⟨

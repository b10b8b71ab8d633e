//! Engine facade
//!
//! Wires paginator, cache and mutation coordinator behind one handle per
//! application session.

use crate::cache::{FetchOutcome, TimelineCache};
use crate::config::EngineConfig;
use crate::error::TimelineResult;
use crate::feed_key::{FeedKey, FeedKeyPrefix};
use crate::model::Item;
use crate::mutation::{MutationCoordinator, MutationIntent, MutationOutcome};
use crate::notification_filter::{preferences_from_value, with_defaults, NotificationPreferences};
use crate::paginator::Paginator;
use crate::ports::{Capabilities, PreferenceStore, StatusLookup, Transport};
use serde::{Deserialize, Serialize};
use std::sync::Arc;
use tracing::{debug, info};

pub struct TimelineEngine {
    cache: TimelineCache,
    coordinator: MutationCoordinator,
    preferences: Arc<dyn PreferenceStore>,
    config: EngineConfig,
}

impl TimelineEngine {
    pub fn new(
        transport: Arc<dyn Transport>,
        capabilities: Arc<dyn Capabilities>,
        preferences: Arc<dyn PreferenceStore>,
        lookup: Arc<dyn StatusLookup>,
        config: EngineConfig,
    ) -> Self {
        let paginator = Paginator::new(transport, capabilities, preferences.clone(), config.clone());
        let cache = TimelineCache::new(paginator);
        let coordinator = MutationCoordinator::new(cache.clone(), lookup);

        info!(page_limit = config.page_limit, "Timeline engine initialized");

        Self {
            cache,
            coordinator,
            preferences,
            config,
        }
    }

    pub fn cache(&self) -> &TimelineCache {
        &self.cache
    }

    pub fn config(&self) -> &EngineConfig {
        &self.config
    }

    pub fn feed(&self, key: FeedKey) -> FeedHandle {
        FeedHandle {
            key,
            cache: self.cache.clone(),
        }
    }

    pub async fn mutate(&self, origin: &FeedKey, intent: &MutationIntent) -> TimelineResult<MutationOutcome> {
        self.coordinator.mutate(origin, intent).await
    }

    pub fn invalidate(&self, key: &FeedKey) -> bool {
        self.cache.invalidate(key)
    }

    pub fn invalidate_prefix(&self, prefix: &FeedKeyPrefix) -> usize {
        self.cache.invalidate_prefix(prefix)
    }

    /// Effective notification category mapping: every default category,
    /// overridden by what is stored
    pub fn notification_filters(&self) -> NotificationPreferences {
        let stored = self
            .preferences
            .get(&self.config.notifications_preference_key)
            .and_then(|v| preferences_from_value(&v));
        with_defaults(stored.as_ref())
    }

    /// Persist the mapping and invalidate Notifications when it changed.
    ///
    /// Categories missing from `filters` keep their current value.
    pub fn update_notification_filters(&self, changes: NotificationPreferences) -> TimelineResult<bool> {
        let current = self.notification_filters();
        let mut filters = current.clone();
        filters.extend(changes);
        if filters == current {
            debug!("Notification filters unchanged");
            return Ok(false);
        }

        let value = serde_json::to_value(&filters)?;
        self.preferences
            .set(&self.config.notifications_preference_key, value);
        self.cache.invalidate(&FeedKey::Notifications);
        info!(categories = filters.len(), "Notification filters updated");
        Ok(true)
    }
}

/// Snapshot of one feed for rendering
#[derive(Debug, Clone, PartialEq, Serialize, Deserialize)]
pub struct FeedView {
    pub items: Vec<Item>,
    pub is_loading: bool,
    pub has_next: bool,
    pub is_stale: bool,
    /// The latest fetch failed; `view` will not retry until `load` or `refresh`
    pub fetch_failed: bool,
}

/// One consumer's view onto a feed
#[derive(Clone)]
pub struct FeedHandle {
    key: FeedKey,
    cache: TimelineCache,
}

impl FeedHandle {
    pub fn key(&self) -> &FeedKey {
        &self.key
    }

    /// Current cached state. Starts a background revalidation when the
    /// feed is absent or stale and a tokio runtime is available. After a
    /// failed fetch nothing is started until `load`, `refresh` or an
    /// invalidation.
    pub fn view(&self) -> FeedView {
        let mut is_loading = self.cache.is_fetching(&self.key);

        if !is_loading
            && self.cache.needs_revalidation(&self.key)
            && !self.cache.last_fetch_failed(&self.key)
        {
            if let Ok(runtime) = tokio::runtime::Handle::try_current() {
                let cache = self.cache.clone();
                let key = self.key.clone();
                runtime.spawn(async move {
                    if let Err(err) = cache.fetch_newest(&key).await {
                        debug!(feed = %key, error = %err, "Background revalidation failed");
                    }
                });
                is_loading = true;
            }
        }

        self.snapshot(is_loading)
    }

    fn snapshot(&self, is_loading: bool) -> FeedView {
        FeedView {
            items: self.cache.items(&self.key),
            is_loading,
            has_next: self.cache.has_next(&self.key),
            is_stale: self.cache.is_stale(&self.key),
            fetch_failed: self.cache.last_fetch_failed(&self.key),
        }
    }

    /// Revalidate if needed and return the settled view
    pub async fn load(&self) -> TimelineResult<FeedView> {
        if self.cache.needs_revalidation(&self.key) || self.cache.is_fetching(&self.key) {
            self.cache.fetch_newest(&self.key).await?;
        }
        Ok(self.snapshot(self.cache.is_fetching(&self.key)))
    }

    pub async fn fetch_next(&self) -> TimelineResult<FetchOutcome> {
        self.cache.fetch_next(&self.key).await
    }

    /// Pull-to-refresh
    pub async fn refresh(&self) -> TimelineResult<FetchOutcome> {
        self.cache.fetch_newest(&self.key).await
    }
}
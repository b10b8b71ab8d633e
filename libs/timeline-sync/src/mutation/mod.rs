//! Optimistic mutations
//!
//! A [`MutationIntent`] is applied to every cached copy of its target before
//! the server is asked. Failure restores each touched entry from a snapshot;
//! either way the originating feed is invalidated afterwards.

mod coordinator;
mod intent;
mod state;

pub use coordinator::{MutationCoordinator, MutationOutcome};
pub use intent::{
    AccountProperty, DeleteSource, MutationIntent, PollAction, StatusProperty, StatusTarget,
};
pub use state::{MutationState, MutationTrace};
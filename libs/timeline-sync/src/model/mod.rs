//! Feed item model
//!
//! Items are a closed union over the three record kinds a feed can hold.
//! Every merge and mutation path dispatches on the variant.

mod status;

pub use status::{Account, Poll, PollOption, Status, StatusFlag, Visibility};

use crate::ports::Cursor;
use serde::{Deserialize, Serialize};
use serde_json::{Map, Value};

#[derive(Debug, Clone, PartialEq, Serialize, Deserialize)]
pub struct Notification {
    pub id: String,
    #[serde(rename = "type")]
    pub category: String,
    pub account: Account,
    #[serde(default)]
    pub status: Option<Status>,
    #[serde(flatten)]
    pub extra: Map<String, Value>,
}

#[derive(Debug, Clone, PartialEq, Serialize, Deserialize)]
pub struct Conversation {
    pub id: String,
    #[serde(default)]
    pub unread: bool,
    #[serde(default)]
    pub accounts: Vec<Account>,
    #[serde(default)]
    pub last_status: Option<Status>,
    #[serde(flatten)]
    pub extra: Map<String, Value>,
}

/// Discriminant of [`Item`]
#[derive(Debug, Clone, Copy, PartialEq, Eq, Hash, Serialize, Deserialize)]
#[serde(rename_all = "snake_case")]
pub enum ItemKind {
    Status,
    Notification,
    Conversation,
}

/// One cached feed entry
#[derive(Debug, Clone, PartialEq, Serialize, Deserialize)]
#[serde(tag = "item_type", rename_all = "snake_case")]
pub enum Item {
    Status(Status),
    Notification(Notification),
    Conversation(Conversation),
}

impl Item {
    pub fn id(&self) -> &str {
        match self {
            Item::Status(s) => &s.id,
            Item::Notification(n) => &n.id,
            Item::Conversation(c) => &c.id,
        }
    }

    pub fn kind(&self) -> ItemKind {
        match self {
            Item::Status(_) => ItemKind::Status,
            Item::Notification(_) => ItemKind::Notification,
            Item::Conversation(_) => ItemKind::Conversation,
        }
    }

    pub fn as_status(&self) -> Option<&Status> {
        match self {
            Item::Status(s) => Some(s),
            _ => None,
        }
    }

    /// The status this item shows, if any
    pub fn status(&self) -> Option<&Status> {
        match self {
            Item::Status(s) => Some(s),
            Item::Notification(n) => n.status.as_ref(),
            Item::Conversation(c) => c.last_status.as_ref(),
        }
    }

    pub fn status_mut(&mut self) -> Option<&mut Status> {
        match self {
            Item::Status(s) => Some(s),
            Item::Notification(n) => n.status.as_mut(),
            Item::Conversation(c) => c.last_status.as_mut(),
        }
    }

    /// Set a status flag wherever `status_id` appears inside this item
    pub fn set_status_flag(&mut self, status_id: &str, flag: StatusFlag, value: bool) -> bool {
        match self.status_mut() {
            Some(status) => status.set_flag(status_id, flag, value),
            None => false,
        }
    }

    pub fn status_flag(&self, status_id: &str, flag: StatusFlag) -> Option<bool> {
        self.status().and_then(|s| s.flag_of(status_id, flag))
    }
}

/// One fetched slice of a feed. `next_cursor: None` marks end-of-feed.
#[derive(Debug, Clone, Default, PartialEq, Serialize, Deserialize)]
pub struct Page {
    pub items: Vec<Item>,
    pub next_cursor: Option<Cursor>,
}

impl Page {
    pub fn new(items: Vec<Item>, next_cursor: Option<Cursor>) -> Self {
        Self { items, next_cursor }
    }

    pub fn is_empty(&self) -> bool {
        self.items.is_empty()
    }

    pub fn ids(&self) -> impl Iterator<Item = &str> {
        self.items.iter().map(Item::id)
    }
}

#[cfg(test)]
mod tests {
    use super::*;
    use serde_json::json;

    fn notification_with_status() -> Item {
        let n: Notification = serde_json::from_value(json!({
            "id": "n1",
            "type": "mention",
            "created_at": "2024-01-01T00:00:00Z",
            "account": {"id": "a1", "acct": "alice"},
            "status": {"id": "s1", "account": {"id": "a2"}}
        }))
        .unwrap();
        Item::Notification(n)
    }

    #[test]
    fn test_item_id_and_kind() {
        let item = notification_with_status();
        assert_eq!(item.id(), "n1");
        assert_eq!(item.kind(), ItemKind::Notification);
        assert!(item.as_status().is_none());
    }

    #[test]
    fn test_flag_reaches_nested_status() {
        let mut item = notification_with_status();
        assert!(item.set_status_flag("s1", StatusFlag::Bookmarked, true));
        assert_eq!(item.status_flag("s1", StatusFlag::Bookmarked), Some(true));
        assert_eq!(item.status_flag("n1", StatusFlag::Bookmarked), None);
    }

    #[test]
    fn test_conversation_without_status() {
        let mut item = Item::Conversation(Conversation {
            id: "c1".to_string(),
            unread: true,
            accounts: vec![],
            last_status: None,
            extra: Map::new(),
        });
        assert!(!item.set_status_flag("s1", StatusFlag::Muted, true));
        assert_eq!(item.status_flag("s1", StatusFlag::Muted), None);
    }

    #[test]
    fn test_tagged_serialization() {
        let value = serde_json::to_value(notification_with_status()).unwrap();
        assert_eq!(value["item_type"], "notification");
        assert_eq!(value["type"], "mention");
        assert_eq!(value["created_at"], "2024-01-01T00:00:00Z");

        let back: Item = serde_json::from_value(value).unwrap();
        assert_eq!(back, notification_with_status());
    }
}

⟩

• _Problem requirements_: Write down again the exact lines running from the beginning of the data to the line containing "use crate::error::TimelineResult;", with both ends included.

• _Solution_:
repository b10b8b71ab8d633e
//! Engine facade
//!
//! Wires paginator, cache and mutation coordinator behind one handle per
//! application session.

use crate::cache::{FetchOutcome, TimelineCache};
use crate::config::EngineConfig;
use crate::error::TimelineResult;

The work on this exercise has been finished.